Listed records ::
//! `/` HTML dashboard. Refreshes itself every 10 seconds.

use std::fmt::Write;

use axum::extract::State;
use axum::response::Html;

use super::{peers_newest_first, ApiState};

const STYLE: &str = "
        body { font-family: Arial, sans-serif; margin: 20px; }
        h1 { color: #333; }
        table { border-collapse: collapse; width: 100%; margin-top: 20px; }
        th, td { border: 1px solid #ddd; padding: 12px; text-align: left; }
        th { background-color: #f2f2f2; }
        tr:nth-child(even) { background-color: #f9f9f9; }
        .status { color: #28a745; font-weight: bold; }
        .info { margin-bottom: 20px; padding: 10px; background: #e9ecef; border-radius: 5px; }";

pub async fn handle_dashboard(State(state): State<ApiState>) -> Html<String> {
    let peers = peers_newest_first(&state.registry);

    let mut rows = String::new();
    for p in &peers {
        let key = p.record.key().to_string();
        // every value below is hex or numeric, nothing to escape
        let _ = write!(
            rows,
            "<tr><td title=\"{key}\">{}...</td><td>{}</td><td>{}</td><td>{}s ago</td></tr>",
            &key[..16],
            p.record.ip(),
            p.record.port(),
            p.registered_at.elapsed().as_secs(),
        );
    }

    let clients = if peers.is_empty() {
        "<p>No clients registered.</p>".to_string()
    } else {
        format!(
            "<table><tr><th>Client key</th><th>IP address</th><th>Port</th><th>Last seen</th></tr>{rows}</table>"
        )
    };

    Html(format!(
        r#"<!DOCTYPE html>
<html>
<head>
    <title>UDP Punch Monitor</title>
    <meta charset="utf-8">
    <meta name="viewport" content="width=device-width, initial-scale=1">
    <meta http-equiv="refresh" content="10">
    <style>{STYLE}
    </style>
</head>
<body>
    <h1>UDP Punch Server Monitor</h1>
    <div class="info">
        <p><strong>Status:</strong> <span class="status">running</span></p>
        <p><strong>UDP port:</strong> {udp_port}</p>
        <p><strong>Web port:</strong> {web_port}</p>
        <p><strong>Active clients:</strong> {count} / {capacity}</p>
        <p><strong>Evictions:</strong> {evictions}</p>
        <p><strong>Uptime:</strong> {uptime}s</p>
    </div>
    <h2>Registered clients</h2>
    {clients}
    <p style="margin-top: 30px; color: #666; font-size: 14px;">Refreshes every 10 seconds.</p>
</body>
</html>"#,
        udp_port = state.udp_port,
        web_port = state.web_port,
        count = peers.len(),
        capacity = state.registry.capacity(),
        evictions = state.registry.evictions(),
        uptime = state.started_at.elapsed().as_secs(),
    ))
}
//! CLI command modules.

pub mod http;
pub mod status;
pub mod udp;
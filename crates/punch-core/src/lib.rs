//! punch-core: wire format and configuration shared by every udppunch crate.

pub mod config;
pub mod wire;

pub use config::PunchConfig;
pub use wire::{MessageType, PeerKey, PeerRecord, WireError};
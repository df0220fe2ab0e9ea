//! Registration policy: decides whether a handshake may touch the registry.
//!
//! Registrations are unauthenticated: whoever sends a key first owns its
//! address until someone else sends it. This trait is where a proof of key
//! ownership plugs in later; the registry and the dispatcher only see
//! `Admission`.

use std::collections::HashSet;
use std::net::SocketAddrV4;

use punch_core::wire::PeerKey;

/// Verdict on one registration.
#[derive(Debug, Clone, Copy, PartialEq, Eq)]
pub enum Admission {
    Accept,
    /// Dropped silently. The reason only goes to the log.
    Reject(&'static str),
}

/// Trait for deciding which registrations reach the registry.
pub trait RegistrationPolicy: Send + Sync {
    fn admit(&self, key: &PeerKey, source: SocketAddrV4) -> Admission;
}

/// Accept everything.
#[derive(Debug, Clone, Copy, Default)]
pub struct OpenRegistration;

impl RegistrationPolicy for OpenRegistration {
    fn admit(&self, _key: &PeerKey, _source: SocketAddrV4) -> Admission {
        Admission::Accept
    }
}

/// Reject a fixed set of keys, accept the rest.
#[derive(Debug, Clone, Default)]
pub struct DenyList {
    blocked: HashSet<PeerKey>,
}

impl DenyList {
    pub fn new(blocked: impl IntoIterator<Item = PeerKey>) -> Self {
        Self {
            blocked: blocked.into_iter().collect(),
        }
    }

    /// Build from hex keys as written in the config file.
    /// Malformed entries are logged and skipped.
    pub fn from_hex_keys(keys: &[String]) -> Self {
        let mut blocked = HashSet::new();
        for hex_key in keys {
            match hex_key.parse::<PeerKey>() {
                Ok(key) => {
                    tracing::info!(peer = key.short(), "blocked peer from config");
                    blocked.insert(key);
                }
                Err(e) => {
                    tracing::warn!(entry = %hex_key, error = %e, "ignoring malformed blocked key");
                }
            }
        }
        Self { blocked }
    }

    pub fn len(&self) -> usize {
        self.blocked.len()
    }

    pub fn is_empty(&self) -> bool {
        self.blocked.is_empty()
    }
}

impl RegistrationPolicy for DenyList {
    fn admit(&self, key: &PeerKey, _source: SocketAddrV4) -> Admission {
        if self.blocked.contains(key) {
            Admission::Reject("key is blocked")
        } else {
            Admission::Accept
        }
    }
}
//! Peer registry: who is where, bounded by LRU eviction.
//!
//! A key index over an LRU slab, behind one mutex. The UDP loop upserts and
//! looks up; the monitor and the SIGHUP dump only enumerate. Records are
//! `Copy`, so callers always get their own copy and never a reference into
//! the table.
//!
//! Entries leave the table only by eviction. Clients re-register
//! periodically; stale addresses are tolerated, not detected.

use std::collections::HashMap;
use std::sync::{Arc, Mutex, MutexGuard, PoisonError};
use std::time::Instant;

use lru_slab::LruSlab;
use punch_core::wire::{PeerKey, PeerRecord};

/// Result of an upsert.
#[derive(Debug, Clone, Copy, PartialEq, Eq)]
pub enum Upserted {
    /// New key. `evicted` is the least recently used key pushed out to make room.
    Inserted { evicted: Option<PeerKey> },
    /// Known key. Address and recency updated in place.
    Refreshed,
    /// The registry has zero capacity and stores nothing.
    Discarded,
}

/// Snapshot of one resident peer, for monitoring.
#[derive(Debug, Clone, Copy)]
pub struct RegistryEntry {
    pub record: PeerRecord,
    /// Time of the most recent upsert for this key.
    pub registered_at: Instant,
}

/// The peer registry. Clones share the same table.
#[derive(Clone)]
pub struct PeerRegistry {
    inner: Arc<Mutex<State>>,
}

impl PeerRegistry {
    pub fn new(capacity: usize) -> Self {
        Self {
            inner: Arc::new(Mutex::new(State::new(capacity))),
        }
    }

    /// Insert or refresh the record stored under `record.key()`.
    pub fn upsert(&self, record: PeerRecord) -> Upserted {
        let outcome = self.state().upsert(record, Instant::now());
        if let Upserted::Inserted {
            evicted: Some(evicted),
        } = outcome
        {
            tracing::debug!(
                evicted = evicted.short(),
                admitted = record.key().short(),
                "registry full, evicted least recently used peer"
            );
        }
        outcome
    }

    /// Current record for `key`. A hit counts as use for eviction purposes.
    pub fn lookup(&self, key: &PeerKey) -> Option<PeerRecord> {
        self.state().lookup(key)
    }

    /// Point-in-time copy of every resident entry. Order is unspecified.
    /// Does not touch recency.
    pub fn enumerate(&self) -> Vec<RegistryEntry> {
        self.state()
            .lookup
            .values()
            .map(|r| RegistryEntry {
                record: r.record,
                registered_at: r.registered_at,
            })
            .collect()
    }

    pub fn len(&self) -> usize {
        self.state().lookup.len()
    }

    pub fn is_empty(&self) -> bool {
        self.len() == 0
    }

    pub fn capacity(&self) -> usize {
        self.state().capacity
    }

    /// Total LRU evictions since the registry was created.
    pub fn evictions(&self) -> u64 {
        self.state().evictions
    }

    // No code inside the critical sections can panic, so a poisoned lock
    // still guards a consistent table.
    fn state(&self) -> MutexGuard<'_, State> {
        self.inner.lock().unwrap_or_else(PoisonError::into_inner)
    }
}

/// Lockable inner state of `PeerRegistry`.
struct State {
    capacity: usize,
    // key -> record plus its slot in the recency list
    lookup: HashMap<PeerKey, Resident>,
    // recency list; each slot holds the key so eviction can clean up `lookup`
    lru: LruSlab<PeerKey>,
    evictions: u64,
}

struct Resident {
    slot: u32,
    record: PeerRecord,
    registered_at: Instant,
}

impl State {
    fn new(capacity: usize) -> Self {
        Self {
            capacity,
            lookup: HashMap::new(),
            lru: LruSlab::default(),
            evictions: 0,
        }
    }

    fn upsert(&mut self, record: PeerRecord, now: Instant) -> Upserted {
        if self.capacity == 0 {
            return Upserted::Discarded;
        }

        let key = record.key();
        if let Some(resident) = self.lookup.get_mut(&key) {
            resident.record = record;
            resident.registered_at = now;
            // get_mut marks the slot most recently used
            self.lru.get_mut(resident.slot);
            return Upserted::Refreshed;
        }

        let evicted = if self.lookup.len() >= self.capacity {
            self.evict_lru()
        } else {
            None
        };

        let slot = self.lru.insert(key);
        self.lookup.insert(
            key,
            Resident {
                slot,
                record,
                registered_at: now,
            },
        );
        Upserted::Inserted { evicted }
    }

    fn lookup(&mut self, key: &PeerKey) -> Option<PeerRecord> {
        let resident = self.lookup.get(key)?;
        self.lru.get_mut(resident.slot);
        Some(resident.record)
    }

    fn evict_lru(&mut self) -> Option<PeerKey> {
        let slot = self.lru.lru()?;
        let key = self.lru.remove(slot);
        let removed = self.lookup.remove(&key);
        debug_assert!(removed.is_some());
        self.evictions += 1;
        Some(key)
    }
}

Work instructions :: Return only the stretch of the material above from the line holding "fn admit(&self, key: &PeerKey, _source: SocketAddrV4)" through the line holding "for this key.", copied exactly.

Solution ::
    fn admit(&self, key: &PeerKey, _source: SocketAddrV4) -> Admission {
        if self.blocked.contains(key) {
            Admission::Reject("key is blocked")
        } else {
            Admission::Accept
        }
    }
}
//! Peer registry: who is where, bounded by LRU eviction.
//!
//! A key index over an LRU slab, behind one mutex. The UDP loop upserts and
//! looks up; the monitor and the SIGHUP dump only enumerate. Records are
//! `Copy`, so callers always get their own copy and never a reference into
//! the table.
//!
//! Entries leave the table only by eviction. Clients re-register
//! periodically; stale addresses are tolerated, not detected.

use std::collections::HashMap;
use std::sync::{Arc, Mutex, MutexGuard, PoisonError};
use std::time::Instant;

use lru_slab::LruSlab;
use punch_core::wire::{PeerKey, PeerRecord};

/// Result of an upsert.
#[derive(Debug, Clone, Copy, PartialEq, Eq)]
pub enum Upserted {
    /// New key. `evicted` is the least recently used key pushed out to make room.
    Inserted { evicted: Option<PeerKey> },
    /// Known key. Address and recency updated in place.
    Refreshed,
    /// The registry has zero capacity and stores nothing.
    Discarded,
}

/// Snapshot of one resident peer, for monitoring.
#[derive(Debug, Clone, Copy)]
pub struct RegistryEntry {
    pub record: PeerRecord,
    /// Time of the most recent upsert for this key.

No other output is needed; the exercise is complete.